MIIT data showed the city had completed digital upgrades for 586 companies and accepted 640 transformation projects, achieving 106.5% of its target.
A reading above 100% indicates the city exceeded its official targets.
According to data released by the Hangzhou Municipal Bureau of Economy and Information Technology, the city had set a goal of completing digital transformation upgrades for 550 enterprises, but ultimately finished 586, surpassing the MIIT target by 36 companies.
Four-tiered approach
Regulators highlighted Hangzhou’s approach in four main areas: building a structured service provider ecosystem, developing a standardized solution library, expanding financial support tools and deploying expert resources into factories.
The city assembled more than 140 service providers, including eight lead integrators, 52 pilot vendors and 90 preparatory service firms, forming what officials described as a coordinated “transformation fleet” for SMEs.
It also introduced 124 “lightweight, low-cost and fast-deployment” digital solutions, some priced below 10,000 yuan, aimed at lowering adoption barriers for smaller manufacturers.

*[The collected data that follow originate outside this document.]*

// This is actually defined at `crate::loader::tests_for_loader`

use crate::loader::*;
use crate::grammar::{Grammar, Lexicon, Rule};
use crate::tests::*;

use expect_test::expect;

#[test]
fn rules_in_written_order() {
    let rules = parse_rules("S -> NP VP\nNP -> Det N | N\nB ->\n").unwrap();
    let rules: Vec<String> = rules.iter().map(|r| r.to_string()).collect();
    expect![[r#"
        [
            "S -> NP VP",
            "NP -> Det N",
            "NP -> N",
            "B -> ",
        ]
    "#]].assert_debug_eq(&rules);
}

#[test]
fn empty_alternatives() {
    let rules = parse_rules("A -> | a").unwrap();
    assert_eq!(rules, [Rule::epsilon("A"), rule("A -> a")]);
}

#[test]
fn text_agrees_with_rule_lines() {
    let loaded = Grammar::from_text("
        # hidden left recursion
        S -> A T | a T
        A -> a | B A
        B ->
        T -> b b b
    ").unwrap();
    let built = grammar(&["S -> A T", "S -> a T", "A -> a", "A -> B A", "B -> ", "T -> b b b"]);
    assert_eq!(loaded, built);
}

#[test]
fn duplicate_rules_load_once() {
    let g: Grammar = "S -> a | a\nS -> a".parse().unwrap();
    assert_eq!(g.rules().count(), 1);
}

#[test]
fn syntax_errors() {
    let err = parse_rules("S -> a\n-> b\n").unwrap_err();
    match &err {
        LoadError::Syntax { location, found, .. } => {
            assert_eq!(*location, 7);
            assert_eq!(found, "`->`");
        }
        other => panic!("expected a syntax error, got {:?}", other),
    }
    assert!(err.to_string().starts_with("unexpected `->` at byte 7"), "{}", err);

    let err = parse_rules("S a b\n").unwrap_err();
    assert!(matches!(err, LoadError::Syntax { location: 2, .. }), "{:?}", err);

    let err = parse_rules("S -> 'a\n").unwrap_err();
    assert!(matches!(err, LoadError::Lex(_)), "{:?}", err);
}

#[test]
fn grammar_from_path() {
    let file = temp_file::with_contents(b"S -> S S | b\n");
    let g = Grammar::from_path(file.path()).unwrap();
    assert_eq!(g, grammar(&["S -> S S", "S -> b"]));
}

#[test]
fn missing_file_names_its_path() {
    let dir = temp_dir::TempDir::new().unwrap();
    let path = dir.child("grammar.txt");
    let err = Grammar::from_path(&path).unwrap_err();
    assert!(matches!(err, LoadError::Io(_)));
    assert!(err.to_string().contains("grammar.txt"), "{}", err);
}

#[test]
fn lexicon_from_path() {
    let dir = temp_dir::TempDir::new().unwrap();
    let path = dir.child("lexicon.txt");
    fs_err::write(&path, "Det -> the | a\nN -> dog\nN -> cat\n").unwrap();
    let lexicon = Lexicon::from_path(&path).unwrap();
    assert!(lexicon.covers(&"Det".into(), "the"));
    assert!(lexicon.covers(&"N".into(), "cat"));
    assert!(!lexicon.covers(&"N".into(), "the"));
}

#[test]
fn lexicon_entries_are_single_words() {
    let err = Lexicon::from_text("Det -> the | a\nN -> big dog\n").unwrap_err();
    expect!["lexicon entry for `N` has 2 words in one alternative; expected exactly one"]
        .assert_eq(&err.to_string());
    assert!(matches!(Lexicon::from_text("N ->"), Err(LoadError::LexiconEntry { len: 0, .. })));
}
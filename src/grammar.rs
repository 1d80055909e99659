use derive_more::{Display, From};
use regex::Regex;

use std::collections::{HashMap, HashSet};
use std::str::FromStr;
use std::sync::OnceLock;

use crate::loader::LoadError;

// A grammar G is a tuple (Sigma, Delta, S, R), where
//   Sigma is a finite set of terminals (matched by token equality),
//   Delta is a finite set of non-terminals (the left-hand sides of R),
//   S in Delta is the start non-terminal, and
//   R maps non-terminals to ordered lists of right-hand symbol sequences.
//
// Nothing distinguishes a terminal from a non-terminal other than whether it
// has rules: asking for the rules of a terminal yields none.

pub const DEFAULT_START: &str = "S";

/// Left-hand side of the augmented rule `⟨START⟩ -> S` that seeds a parse.
/// The loader lexes angle brackets as symbols of their own, so only a quoted
/// symbol in grammar text could collide with it.
pub(crate) const AUGMENTED_START: &str = "⟨START⟩";

#[derive(PartialEq, Eq, PartialOrd, Ord, Clone, Hash, Debug, Display, From)]
pub struct Symbol(String);

impl Symbol {
    pub fn as_str(&self) -> &str { &self.0 }
}

impl AsRef<str> for Symbol { fn as_ref(&self) -> &str { &self.0 } }
impl From<&str> for Symbol { fn from(s: &str) -> Self { Symbol(s.to_string()) } }
impl From<&Symbol> for Symbol { fn from(s: &Symbol) -> Self { s.clone() } }

impl PartialEq<str> for Symbol {
    fn eq(&self, other: &str) -> bool { self.0 == other }
}

/// A production `lhs -> rhs`. Rules compare and hash by value, so two rules
/// built separately from the same symbols are the same rule.
#[derive(PartialEq, Eq, Clone, Hash, Debug)]
pub struct Rule {
    pub(crate) lhs: Symbol,
    pub(crate) rhs: Vec<Symbol>,
}

impl Rule {
    pub fn new<S: Into<Symbol>>(lhs: impl Into<Symbol>, rhs: impl IntoIterator<Item=S>) -> Rule {
        Rule { lhs: lhs.into(), rhs: rhs.into_iter().map(Into::into).collect() }
    }

    /// `lhs -> ε`
    pub fn epsilon(lhs: impl Into<Symbol>) -> Rule {
        Rule { lhs: lhs.into(), rhs: vec![] }
    }

    pub fn lhs(&self) -> &Symbol { &self.lhs }
    pub fn rhs(&self) -> &[Symbol] { &self.rhs }
    pub fn is_epsilon(&self) -> bool { self.rhs.is_empty() }
}

fn rule_line() -> &'static Regex {
    static RULE_LINE: OnceLock<Regex> = OnceLock::new();
    RULE_LINE.get_or_init(|| Regex::new(r"^\s*(\S+)\s*->(.*)$").unwrap())
}

/// Parses the single-line form `lhs -> x y z`, splitting the right-hand side
/// on whitespace. An empty right-hand side is an ε-production. For whole
/// files (alternatives, comments, quoting) see [`crate::loader`].
impl FromStr for Rule {
    type Err = LoadError;
    fn from_str(s: &str) -> Result<Rule, LoadError> {
        let captures = rule_line().captures(s)
            .ok_or_else(|| LoadError::RuleLine(s.to_string()))?;
        let lhs = &captures[1];
        let rhs = captures[2].split_whitespace();
        Ok(Rule::new(lhs, rhs))
    }
}

#[derive(Clone, PartialEq, Eq, Debug)]
pub struct Grammar {
    start: Symbol,
    start_rule: Rule,
    rules: HashMap<Symbol, Vec<Rule>>,
    // left-hand sides in order of first definition
    order: Vec<Symbol>,
}

impl Grammar {
    pub fn new(start: impl Into<Symbol>) -> Self {
        let start = start.into();
        let start_rule = Rule::new(AUGMENTED_START, [start.clone()]);
        Grammar { start, start_rule, rules: HashMap::new(), order: vec![] }
    }

    pub fn empty() -> Self { Grammar::new(DEFAULT_START) }

    pub fn with_rules(start: impl Into<Symbol>, rules: impl IntoIterator<Item=Rule>) -> Self {
        let mut g = Grammar::new(start);
        g.extend(rules);
        g
    }

    pub fn with_start(mut self, start: impl Into<Symbol>) -> Self {
        self.start = start.into();
        self.start_rule = Rule::new(AUGMENTED_START, [self.start.clone()]);
        self
    }

    /// Adds `rule` unless an equal rule is already present; returns whether
    /// the grammar changed.
    pub fn add_rule(&mut self, rule: Rule) -> bool {
        if !self.rules.contains_key(&rule.lhs) {
            self.order.push(rule.lhs.clone());
        }
        let rules = self.rules.entry(rule.lhs.clone()).or_default();
        if rules.contains(&rule) {
            return false;
        }
        rules.push(rule);
        true
    }

    pub fn start(&self) -> &Symbol { &self.start }

    pub(crate) fn start_rule(&self) -> &Rule { &self.start_rule }

    /// The rules for `nonterm`, in definition order. Empty for terminals and
    /// for symbols the grammar never defines.
    pub fn rules_for(&self, nonterm: &Symbol) -> &[Rule] {
        self.rules.get(nonterm).map(|v| &v[..]).unwrap_or(&[])
    }

    pub fn rules(&self) -> impl Iterator<Item=&Rule> {
        self.order.iter().flat_map(move |lhs| self.rules[lhs].iter())
    }

    pub fn is_nonterm(&self, s: &Symbol) -> bool { self.rules.contains_key(s) }

    pub fn nonterms(&self) -> HashSet<&Symbol> {
        self.order.iter().collect()
    }

    /// Right-hand symbols that no rule defines.
    pub fn terms(&self) -> HashSet<&Symbol> {
        self.rules()
            .flat_map(|r| r.rhs.iter())
            .filter(|s| !self.is_nonterm(s))
            .collect()
    }

    /// Non-terminals that derive the empty string.
    pub fn nullable_symbols(&self) -> HashSet<&Symbol> {
        let mut nullable: HashSet<&Symbol> = HashSet::new();
        loop {
            let mut changed = false;
            for rule in self.rules() {
                if nullable.contains(&rule.lhs) { continue; }
                if rule.rhs.iter().all(|s| nullable.contains(s)) {
                    nullable.insert(&rule.lhs);
                    changed = true;
                }
            }
            if !changed { return nullable; }
        }
    }
}

impl Extend<Rule> for Grammar {
    fn extend<I: IntoIterator<Item=Rule>>(&mut self, rules: I) {
        for rule in rules {
            self.add_rule(rule);
        }
    }
}

/// Part-of-speech lexicon: maps a category (e.g. `Det`) to the words it
/// covers. Used by the boolean recognizer; the SPPF engine matches terminals
/// by token equality instead.
#[derive(Clone, PartialEq, Eq, Debug, Default)]
pub struct Lexicon {
    entries: HashMap<Symbol, HashSet<String>>,
}

impl Lexicon {
    pub fn new() -> Self { Lexicon::default() }

    pub fn insert(&mut self, category: impl Into<Symbol>, word: impl Into<String>) {
        self.entries.entry(category.into()).or_default().insert(word.into());
    }

    pub fn is_category(&self, s: &Symbol) -> bool { self.entries.contains_key(s) }

    pub fn covers(&self, category: &Symbol, word: &str) -> bool {
        self.entries.get(category).map_or(false, |words| words.contains(word))
    }

    pub fn categories(&self) -> impl Iterator<Item=&Symbol> { self.entries.keys() }
}

#[cfg(test)]
#[path = "tests/grammar.rs"]
mod tests_for_grammar;
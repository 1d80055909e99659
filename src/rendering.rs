//! Dot text for derivations: a `digraph` block with one
//! `"parent [s,e]" -> "child [s,e]";` line per edge, in edge order.

use std::io;
use std::path::Path;

use crate::derivation::{Derivation, Edge, Vertex};

pub trait Rendered {
    fn rendered(&self) -> String;
}

impl Rendered for Vertex {
    fn rendered(&self) -> String {
        format!("\"{}\"", self)
    }
}

impl Rendered for Edge {
    fn rendered(&self) -> String {
        format!("{} -> {};", self.parent.rendered(), self.child.rendered())
    }
}

impl Derivation {
    /// The closing brace ends the text; there is no newline after it.
    pub fn to_dot(&self, name: &str) -> String {
        let mut lines = vec![format!("digraph {} {{", name)];
        lines.extend(self.sorted().into_iter().map(|edge| format!("\t{}", edge.rendered())));
        lines.push("}".to_string());
        lines.join("\n")
    }

    /// Writes [`Derivation::to_dot`] to `path`.
    pub fn write_dot(&self, name: &str, path: impl AsRef<Path>) -> io::Result<()> {
        fs_err::write(path.as_ref(), self.to_dot(name))
    }
}

#[cfg(test)]
#[path = "tests/rendering.rs"]
mod tests_for_rendering;
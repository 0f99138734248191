// Copyright (c) Microsoft Corporation.
// Licensed under the MIT License.

//! Builder for caches kept live through a connection.

use std::fmt::Debug;
use std::sync::{Arc, Weak};

use crate::cache::{CacheName, DEFAULT_NAME, Shared};
use crate::connected::Connected;
use crate::{Connection, ConnectionState, PopulateRequest, ReactiveCache, SubscribeRequest};

/// Builder for a [`ReactiveCache`] tied to a [`Connection`].
///
/// Created by calling [`ReactiveCache::builder`].
///
/// # Examples
///
/// ```
/// use std::sync::Arc;
///
/// use livecache::testing::{ManualQueue, MockConnection};
/// use livecache::{PopulateRequest, ReactiveCache, SubscribeRequest, Update};
///
/// let queue = ManualQueue::new();
/// let connection = Arc::new(MockConnection::<u64, u64>::new(queue.queue()));
///
/// let cache = ReactiveCache::builder(
///     &connection,
///     PopulateRequest::new(|c: &MockConnection<u64, u64>| c.request("balance"), |_, balance| balance),
/// )
/// .subscribe(SubscribeRequest::new(
///     |c: &MockConnection<u64, u64>| c.stream("deposits"),
///     |amount, balance: &u64| Update::Replace(balance + amount),
/// ))
/// .name("balance")
/// .reset_when_unobserved(true)
/// .build();
///
/// assert_eq!(cache.name(), "balance");
/// assert_eq!(cache.current_value(), None);
/// ```
pub struct ReactiveCacheBuilder<C, V> {
    connection: Arc<C>,
    populate: PopulateRequest<C, V>,
    feeds: Vec<SubscribeRequest<C, V>>,
    name: CacheName,
    reset_when_unobserved: bool,
}

impl<C, V> ReactiveCacheBuilder<C, V>
where
    C: Connection,
    V: Clone + Send + 'static,
{
    pub(crate) fn new(connection: &Arc<C>, populate: PopulateRequest<C, V>) -> Self {
        Self {
            connection: Arc::clone(connection),
            populate,
            feeds: Vec::new(),
            name: DEFAULT_NAME,
            reset_when_unobserved: false,
        }
    }

    /// Adds a live feed, started once the first populate completes.
    ///
    /// May be called repeatedly; every feed runs concurrently.
    #[must_use]
    pub fn subscribe(mut self, feed: SubscribeRequest<C, V>) -> Self {
        self.feeds.push(feed);
        self
    }

    /// Sets the name used for the cache in logs.
    #[must_use]
    pub fn name(mut self, name: CacheName) -> Self {
        self.name = name;
        self
    }

    /// Sets whether losing the last subscriber resets the cache. Defaults to `false`.
    #[must_use]
    pub fn reset_when_unobserved(mut self, reset: bool) -> Self {
        self.reset_when_unobserved = reset;
        self
    }

    /// Builds the cache and starts watching the connection's state.
    ///
    /// Nothing is requested until the cache has a subscriber and the connection is ready.
    #[must_use]
    pub fn build(self) -> ReactiveCache<V> {
        let Self {
            connection,
            populate,
            feeds,
            name,
            reset_when_unobserved,
        } = self;

        let activator = Connected::new(Arc::downgrade(&connection), populate, feeds);
        let queue = connection.callback_queue();
        let shared = Arc::new(Shared::new(
            name,
            queue.clone(),
            Some(Box::new(activator)),
            None,
            reset_when_unobserved,
        ));

        let target = Arc::downgrade(&shared);
        let watch = connection.watch_state(Arc::new(move |state: ConnectionState| {
            if !state.is_ready() {
                return;
            }
            let target = Weak::clone(&target);
            queue.dispatch(async move {
                if let Some(shared) = target.upgrade() {
                    shared.try_activate();
                }
            });
        }));
        shared.set_watch(watch);

        ReactiveCache::from_shared(shared)
    }
}

impl<C, V> Debug for ReactiveCacheBuilder<C, V> {
    fn fmt(&self, f: &mut std::fmt::Formatter<'_>) -> std::fmt::Result {
        f.debug_struct("ReactiveCacheBuilder")
            .field("name", &self.name)
            .field("feeds", &self.feeds.len())
            .field("reset_when_unobserved", &self.reset_when_unobserved)
            .finish_non_exhaustive()
    }
}
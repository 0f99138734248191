// Copyright (c) Microsoft Corporation.
// Licensed under the MIT License.

//! Activation of caches that populate from and subscribe through a connection.

use std::sync::{Arc, Weak};

use futures::StreamExt;
use futures::future::abortable;
use futures::stream::abortable as abortable_stream;

use crate::cache::{Activator, Epoch, FeedOutcome, Shared};
use crate::{CancelHandle, Connection, PopulateRequest, SubscribeRequest};

/// Whether a populate opens the activation or refreshes a live one.
#[derive(Debug, Clone, Copy, PartialEq, Eq)]
enum Stage {
    Initial,
    Refresh,
}

struct Plan<C, V> {
    connection: Weak<C>,
    populate: PopulateRequest<C, V>,
    feeds: Vec<SubscribeRequest<C, V>>,
}

pub(crate) struct Connected<C, V> {
    plan: Arc<Plan<C, V>>,
}

impl<C, V> Connected<C, V> {
    pub(crate) fn new(connection: Weak<C>, populate: PopulateRequest<C, V>, feeds: Vec<SubscribeRequest<C, V>>) -> Self {
        Self {
            plan: Arc::new(Plan {
                connection,
                populate,
                feeds,
            }),
        }
    }
}

impl<C, V> Activator<V> for Connected<C, V>
where
    C: Connection,
    V: Clone + Send + 'static,
{
    fn activate(&self, cache: &Arc<Shared<V>>, epoch: Epoch) -> Option<Vec<CancelHandle>> {
        let connection = self.plan.connection.upgrade()?;
        let state = connection.state();
        if !state.is_ready() {
            tracing::debug!(cache = cache.name(), state = %state, "connection not ready");
            return None;
        }

        Some(vec![populate(&self.plan, &connection, cache, epoch, Stage::Initial)])
    }
}

/// Starts a populate request.
///
/// A refresh tracks its own handle and forgets it on completion; the initial populate hands
/// its handle back to the activation instead.
fn populate<C, V>(plan: &Arc<Plan<C, V>>, connection: &C, cache: &Arc<Shared<V>>, epoch: Epoch, stage: Stage) -> CancelHandle
where
    C: Connection,
    V: Clone + Send + 'static,
{
    let (request, abort) = abortable(plan.populate.start(connection));
    let handle = CancelHandle::new(move || abort.abort());
    let tracked = match stage {
        Stage::Initial => None,
        Stage::Refresh => match cache.track(epoch, handle.clone()) {
            Some(id) => Some(id),
            None => return handle,
        },
    };
    let target = Arc::downgrade(cache);
    let plan = Arc::clone(plan);

    cache.queue().dispatch(async move {
        let outcome = request.await;
        let Some(cache) = target.upgrade() else {
            return;
        };
        if let Some(id) = tracked {
            cache.untrack(epoch, id);
        }
        // Aborted requests end here without touching the cache.
        let Ok(result) = outcome else {
            return;
        };

        match result {
            Ok(apply) => {
                if cache.populated(epoch, apply) && stage == Stage::Initial {
                    follow_all(&plan, &cache, epoch);
                }
            }
            Err(error) => {
                tracing::warn!(cache = cache.name(), error = %error, ?stage, "populate request failed");
                if stage == Stage::Initial {
                    cache.deactivate(epoch);
                }
            }
        }
    });

    handle
}

fn follow_all<C, V>(plan: &Arc<Plan<C, V>>, cache: &Arc<Shared<V>>, epoch: Epoch)
where
    C: Connection,
    V: Clone + Send + 'static,
{
    let Some(connection) = plan.connection.upgrade() else {
        return;
    };
    for (index, feed) in plan.feeds.iter().enumerate() {
        cache.track(epoch, follow(plan, &connection, feed, index, cache, epoch));
    }
}

fn follow<C, V>(
    plan: &Arc<Plan<C, V>>,
    connection: &C,
    feed: &SubscribeRequest<C, V>,
    index: usize,
    cache: &Arc<Shared<V>>,
    epoch: Epoch,
) -> CancelHandle
where
    C: Connection,
    V: Clone + Send + 'static,
{
    let (mut events, abort) = abortable_stream(feed.start(connection));
    let target = Arc::downgrade(cache);
    let plan = Arc::clone(plan);
    let name = cache.name();

    cache.queue().dispatch(async move {
        tracing::debug!(cache = name, feed = index, "subscribe feed started");
        while let Some(event) = events.next().await {
            let Some(cache) = target.upgrade() else {
                return;
            };
            match event {
                Ok(classify) => match cache.classified(epoch, classify) {
                    FeedOutcome::Stale => return,
                    FeedOutcome::Handled => {}
                    FeedOutcome::Repopulate => {
                        if let Some(connection) = plan.connection.upgrade() {
                            populate(&plan, &connection, &cache, epoch, Stage::Refresh);
                        }
                    }
                },
                Err(error) => tracing::warn!(cache = name, feed = index, error = %error, "subscribe feed reported an error"),
            }
        }
        tracing::debug!(cache = name, feed = index, "subscribe feed ended");
    });

    CancelHandle::new(move || abort.abort())
}
impl<V> Shared<V>
where
    V: Clone + Send + 'static,
{
    pub(crate) fn new(
        name: CacheName,
        queue: CallbackQueue,
        activator: Option<Box<dyn Activator<V>>>,
        initial: Option<V>,
        reset_when_unobserved: bool,
    ) -> Self {
        let version = Version::from(initial.is_some());
        Self {
            name,
            queue,
            activator,
            state: Mutex::new(State {
                current: initial,
                version,
                subscribers: HashMap::new(),
                next_subscriber: 0,
                reset_when_unobserved,
                phase: Phase::Inactive,
                epoch: 0,
                active_requests: HashMap::new(),
                next_request: 0,
                activation_requested: false,
            }),
            watch: Mutex::new(None),
        }
    }

    pub(crate) fn name(&self) -> CacheName {
        self.name
    }

    pub(crate) fn queue(&self) -> &CallbackQueue {
        &self.queue
    }

    pub(crate) fn set_watch(&self, watch: CancelHandle) {
        if let Some(previous) = self.watch.lock().replace(watch) {
            previous.cancel();
        }
    }

    pub(crate) fn current_value(&self) -> Option<V> {
        self.state.lock().current.clone()
    }

    pub(crate) fn snapshot(&self) -> Option<(V, Version)> {
        let state = self.state.lock();
        state.current.clone().map(|value| (value, state.version))
    }

    fn subscriber_count(&self) -> usize {
        self.state.lock().subscribers.len()
    }

    fn is_active(&self) -> bool {
        self.state.lock().phase != Phase::Inactive
    }

    fn is_subscribed(&self, id: SubscriberId) -> bool {
        self.state.lock().subscribers.contains_key(&id)
    }

    fn set_reset_policy(&self, reset_when_unobserved: bool) {
        let released = {
            let mut state = self.state.lock();
            state.reset_when_unobserved = reset_when_unobserved;
            self.take_reset(&mut state)
        };
        cancel_all(released);
    }

    pub(crate) fn subscribe_with(self: &Arc<Self>, callback: Callback<V>) -> CancelHandle {
        let weak = Arc::downgrade(self);
        let (handle, replay) = {
            let mut state = self.state.lock();
            let id = SubscriberId(state.next_subscriber);
            state.next_subscriber += 1;

            let handle = CancelHandle::new(move || {
                if let Some(shared) = weak.upgrade() {
                    shared.unsubscribe(id);
                }
            });
            let subscriber = Arc::new(Subscriber {
                handle: handle.clone(),
                callback,
                inbox: Mutex::new(Inbox::new()),
            });
            state.subscribers.insert(id, Arc::clone(&subscriber));

            let replay = state.current.clone().map(|value| Notification {
                value,
                version: state.version,
                targets: vec![(id, subscriber)],
            });
            (handle, replay)
        };

        if let Some(replay) = replay {
            self.notify(replay);
        }
        self.try_activate();

        let owner: Arc<dyn std::any::Any + Send + Sync> = Arc::clone(self) as _;
        handle.retaining(owner)
    }

    fn unsubscribe(&self, id: SubscriberId) {
        let released = {
            let mut state = self.state.lock();
            if state.subscribers.remove(&id).is_none() {
                return;
            }
            self.take_reset(&mut state)
        };
        cancel_all(released);
    }

    /// Clears the value and hands back every request handle when the reset condition holds.
    fn take_reset(&self, state: &mut State<V>) -> HashMap<RequestId, CancelHandle> {
        let resettable = self.activator.is_some() && state.reset_when_unobserved && state.subscribers.is_empty();
        if !resettable || (state.phase == Phase::Inactive && state.current.is_none() && state.active_requests.is_empty()) {
            return HashMap::new();
        }

        tracing::debug!(cache = self.name, requests = state.active_requests.len(), "resetting unobserved cache");
        state.current = None;
        state.phase = Phase::Inactive;
        state.epoch += 1;
        state.activation_requested = false;
        std::mem::take(&mut state.active_requests)
    }

    /// Starts the activator if subscribers exist and nothing is active yet.
    pub(crate) fn try_activate(self: &Arc<Self>) {
        let Some(activator) = &self.activator else {
            return;
        };

        let epoch = {
            let mut state = self.state.lock();
            if state.subscribers.is_empty() {
                return;
            }
            match state.phase {
                Phase::Inactive => state.phase = Phase::Activating,
                Phase::Activating => {
                    state.activation_requested = true;
                    return;
                }
                Phase::Active => return,
            }
            state.epoch
        };

        loop {
            let started = activator.activate(self, epoch);

            let mut state = self.state.lock();
            if state.epoch != epoch {
                drop(state);
                for handle in started.unwrap_or_default() {
                    handle.cancel();
                }
                return;
            }

            if let Some(handles) = started {
                tracing::debug!(cache = self.name, requests = handles.len(), "cache activated");
                for handle in handles {
                    state.insert_request(handle);
                }
                state.phase = Phase::Active;
                return;
            }

            if std::mem::take(&mut state.activation_requested) && !state.subscribers.is_empty() {
                continue;
            }

            tracing::debug!(cache = self.name, "activation deferred until the source is ready");
            state.phase = Phase::Inactive;
            return;
        }
    }

    /// Tears down the activation identified by `epoch` while keeping the current value.
    pub(crate) fn deactivate(&self, epoch: Epoch) {
        let released = {
            let mut state = self.state.lock();
            if state.epoch != epoch {
                return;
            }
            state.phase = Phase::Inactive;
            state.epoch += 1;
            std::mem::take(&mut state.active_requests)
        };
        cancel_all(released);
    }

    /// Records a request handle started on behalf of `epoch`.
    ///
    /// Returns the key to pass to [`Shared::untrack`] once the request completes, or `None`
    /// after cancelling the handle if the activation is already gone.
    pub(crate) fn track(&self, epoch: Epoch, handle: CancelHandle) -> Option<RequestId> {
        let mut state = self.state.lock();
        if state.epoch == epoch {
            Some(state.insert_request(handle))
        } else {
            drop(state);
            handle.cancel();
            None
        }
    }

    /// Forgets a completed request of `epoch` without cancelling it.
    pub(crate) fn untrack(&self, epoch: Epoch, id: RequestId) {
        let mut state = self.state.lock();
        if state.epoch == epoch {
            state.active_requests.remove(&id);
        }
    }

    #[cfg(test)]
    pub(crate) fn tracked_requests(&self) -> usize {
        self.state.lock().active_requests.len()
    }

    /// Applies a populate response. Returns `false` if the activation is gone.
    pub(crate) fn populated(self: &Arc<Self>, epoch: Epoch, apply: Apply<V>) -> bool {
        let notification = {
            let mut state = self.state.lock();
            if state.epoch != epoch {
                tracing::debug!(cache = self.name, "dropping populate response of a torn-down activation");
                return false;
            }
            let next = apply(state.current.as_ref());
            Self::commit(&mut state, next)
        };

        tracing::debug!(cache = self.name, version = notification.version, "populate applied");
        self.notify(notification);
        true
    }

    /// Applies one classified feed event.
    pub(crate) fn classified(self: &Arc<Self>, epoch: Epoch, classify: Classify<V>) -> FeedOutcome {
        let notification = {
            let mut state = self.state.lock();
            if state.epoch != epoch {
                return FeedOutcome::Stale;
            }
            let Some(current) = state.current.as_ref() else {
                tracing::error!(cache = self.name, "feed event arrived before the cache was populated; skipping it");
                return FeedOutcome::Handled;
            };
            match classify(current) {
                Update::Ignore => return FeedOutcome::Handled,
                Update::Repopulate => return FeedOutcome::Repopulate,
                Update::Replace(value) => Self::commit(&mut state, value),
            }
        };

        self.notify(notification);
        FeedOutcome::Handled
    }

    /// Replaces the value on behalf of `epoch`. Returns `false` if the activation is gone.
    pub(crate) fn replace(self: &Arc<Self>, epoch: Epoch, value: V) -> bool {
        let notification = {
            let mut state = self.state.lock();
            if state.epoch != epoch {
                return false;
            }
            Self::commit(&mut state, value)
        };

        self.notify(notification);
        true
    }

    fn commit(state: &mut State<V>, value: V) -> Notification<V> {
        state.current = Some(value.clone());
        state.version += 1;
        Notification {
            value,
            version: state.version,
            targets: state
                .subscribers
                .iter()
                .map(|(id, subscriber)| (*id, Arc::clone(subscriber)))
                .collect(),
        }
    }

    /// Dispatches one queue task per target. Must be called without the state lock held.
    fn notify(self: &Arc<Self>, notification: Notification<V>) {
        let Notification { value, version, targets } = notification;
        for (id, subscriber) in targets {
            let weak = Arc::downgrade(self);
            let value = value.clone();
            self.queue.dispatch(async move { deliver(&weak, id, &subscriber, value, version) });
        }
    }
}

On the financing side, local authorities worked with financial institutions to roll out “digital transformation loans,” providing 1.74 billion yuan in guarantees to 117 pilot firms.
In addition, 50 university experts were embedded into companies to design tailored transformation plans for 56 enterprises, covering end-to-end implementation support.
50 ‘AI factories’
“SME digital transformation is a key lever for advancing new industrialization and exploring deeper integration between AI and manufacturing,” an MIIT official said on condition of anonymity during the assessment meeting in mid-May.
Hangzhou aims to cultivate more than 50 “AI factories” this year, with plans to embed AI across production processes and scale digital transformation from pilot projects into replicable models, the Hangzhou Municipal Bureau of Economy and Information Technology said in a statement.